It's good to be a Houston Texan.
And you don't even have to be Duane Brown, the priceless left tackle who is now signed to a pricey new contract extension (try $53.4 million over six years) with the team, one that will keep the 26-year-old in Houston for the prime of his career. Brown's deal is just the latest sign of how everything is rolling along for the franchise that's been perceived as the secondary NFL team in Texas for the length of its existence.
While the marketing machine Dallas Cowboys sputter about — looking absolutely inept while threatening to get Tony Romo killed in a 3-0 preseason win, dealing with a wide receiver arrested for allegedly beating up his own mother, waging a silly debate in the media (what else is new in Dallas?) between owner and coach about what the team's expectations should be this season — the Texans quietly get business done.
It's like the difference between Kim Kardashian and Warren Buffett.
One makes a lot of noise and lives for the headlines. The other actually accomplishes something.
Texans general manager Rick Smith is clearly getting things done this offseason. For all the panic in March — with Mario Williams, Eric Winston, DeMeco Ryans and Jason Allen all let go — Smith is efficiently following his plan, being ruthless when necessary.
It's like the difference between Kim Kardashian and Warren Buffett. One makes a lot of noise and lives for the headlines. The other actually accomplishes something.
Smith's now signed the Texans' two most important core players on offense — all-world tailback Arian Foster and now Brown — without losing a single irreplaceable player.
"What we’ve had to do is decide who our core group of players are and make sure we keep those guys under contract," Smith said this spring in describing his approach, "and realize and understand that we’re going to have to lose some good players."
Locking up 25-year-old linebacker Connor Barwin — who the Texans are also negotiating with — as well would be nice. But it's not absolutely essential the way this Duane Brown deal is. Rookie pass rusher Whitney Mercilus looks good. There are players who could step in for Barwin next season.
There is no one to replace Brown. An elite left tackle is one of the most prized commodities in football. You don't have to read Michael Lewis' The Blind Side to understand that.
Texans quarterback Matt Schaub calls Brown "the best left tackle in football" and teammate bias aside, it's getting harder and harder to dispute that.

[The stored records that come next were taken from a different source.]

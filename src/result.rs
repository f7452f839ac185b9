//! Result and document record types.
//!
//! [`ExtractResult`] is the extraction-facing record; [`Document`] is the
//! shape handed to downstream ingestion pipelines (page content plus a small
//! metadata block). Both are constructed once per load call and never
//! mutated afterwards.

use serde::{Deserialize, Serialize};

/// Result of extracting a single fetched page.
#[derive(Debug, Clone, PartialEq, Eq)]
pub struct ExtractResult {
    /// Original identifier (URL) used to fetch the page.
    pub source: String,

    /// Best-effort page title; empty when no candidate matched.
    pub title: String,

    /// Raw `article:published_time` attribute value, if present.
    pub date: Option<String>,

    /// Whitespace-normalized main content; may be empty.
    pub content: String,

    /// Number of word-like tokens in `content`.
    ///
    /// Always consistent with `content` under the crate's tokenization
    /// rule: zero iff `content` has no word-like runs.
    pub word_count: usize,
}

impl ExtractResult {
    /// Convert into the downstream [`Document`] record.
    ///
    /// `word_count` becomes the metadata `content_length` field.
    #[must_use]
    pub fn into_document(self) -> Document {
        Document {
            page_content: self.content,
            metadata: DocumentMetadata {
                source: self.source,
                title: self.title,
                date: self.date,
                content_length: self.word_count,
            },
        }
    }
}

/// A document record for downstream ingestion.
#[derive(Debug, Clone, PartialEq, Eq, Serialize, Deserialize)]
pub struct Document {
    /// Normalized page content.
    pub page_content: String,

    /// Metadata describing the page.
    pub metadata: DocumentMetadata,
}

/// Metadata attached to a [`Document`].
#[derive(Debug, Clone, PartialEq, Eq, Serialize, Deserialize)]
pub struct DocumentMetadata {
    /// Original identifier (URL) used to fetch the page.
    pub source: String,

    /// Best-effort page title; empty when no candidate matched.
    pub title: String,

    /// Raw publication timestamp; omitted from serialized output when
    /// absent.
    #[serde(default, skip_serializing_if = "Option::is_none")]
    pub date: Option<String>,

    /// Word count of `page_content`.
    pub content_length: usize,
}

#[cfg(test)]
mod tests {
    use super::*;

    fn sample_record(date: Option<&str>) -> ExtractResult {
        ExtractResult {
            source: "https://example.com/post".to_string(),
            title: "Real Title".to_string(),
            date: date.map(str::to_string),
            content: "Body text here".to_string(),
            word_count: 3,
        }
    }

    #[test]
    fn into_document_maps_word_count_to_content_length() {
        let doc = sample_record(None).into_document();
        assert_eq!(doc.page_content, "Body text here");
        assert_eq!(doc.metadata.source, "https://example.com/post");
        assert_eq!(doc.metadata.title, "Real Title");
        assert_eq!(doc.metadata.content_length, 3);
        assert_eq!(doc.metadata.date, None);
    }

    #[test]
    fn serialized_document_omits_absent_date() {
        let doc = sample_record(None).into_document();
        let json = match serde_json::to_value(&doc) {
            Ok(json) => json,
            Err(err) => panic!("expected Ok(_), got Err({err:?})"),
        };
        assert!(json["metadata"].get("date").is_none());
        assert_eq!(json["metadata"]["content_length"], 3);
        assert_eq!(json["page_content"], "Body text here");
    }

    #[test]
    fn serialized_document_keeps_present_date_verbatim() {
        let doc = sample_record(Some("2023-05-01T00:00:00Z")).into_document();
        let json = match serde_json::to_value(&doc) {
            Ok(json) => json,
            Err(err) => panic!("expected Ok(_), got Err({err:?})"),
        };
        assert_eq!(json["metadata"]["date"], "2023-05-01T00:00:00Z");
    }

    #[test]
    fn document_roundtrips_through_json() {
        let doc = sample_record(None).into_document();
        let json = match serde_json::to_string(&doc) {
            Ok(json) => json,
            Err(err) => panic!("expected Ok(_), got Err({err:?})"),
        };
        let back: Document = match serde_json::from_str(&json) {
            Ok(back) => back,
            Err(err) => panic!("expected Ok(_), got Err({err:?})"),
        };
        assert_eq!(back, doc);
    }
}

"It’s also an exciting day for our organization," Smith said Thursday as the Texans' finished training camp two-a-days with a contract extension bang. "We’ve laid the foundation for sustained success and this is an important step in building on that and toward a championship.”
It's the kind of efficient step the Cowboys too often miss. As Jerry Jones gets further and further away from the days of Jimmy Johnson, Bill Parcells and even Wade Phillips (the Texans' defensive savior did lead the Boys to the playoffs twice in four years, including a 13-3 No. 1 seed season, something Jason Garrett will never come close to), Dallas becomes more and more obsessed with splashy, spectacular headline moves at the expense of all else.
With their offensive line a mess, the Cowboys traded away a second-round pick (the type of pick Smith's used with great success to build the Texans) to move up eight spots in the first round to grab "star" cornerback Morris Claiborne. And Claiborne's promptly sat out the entire offseason and most of training camp with injuries.
All the while, quarterback Tony Romo is left to run for his life. Forget Romo's gag reflex in the clutch. Do you really think he's going to make it through the whole season and even get to the games that really count?
It's never looked so good to be a football fan in Houston.
The Good Life
Brown is the type of rock that solidifies an NFL franchise for years. He's not the most popular young Texan — on a team with Foster, the best tailback in football, and J.J. Watt, the game-changing defensive end who could start his own milk cult — that's a tough mantle to take. But he may be the most laid-back, low maintenance star in the league.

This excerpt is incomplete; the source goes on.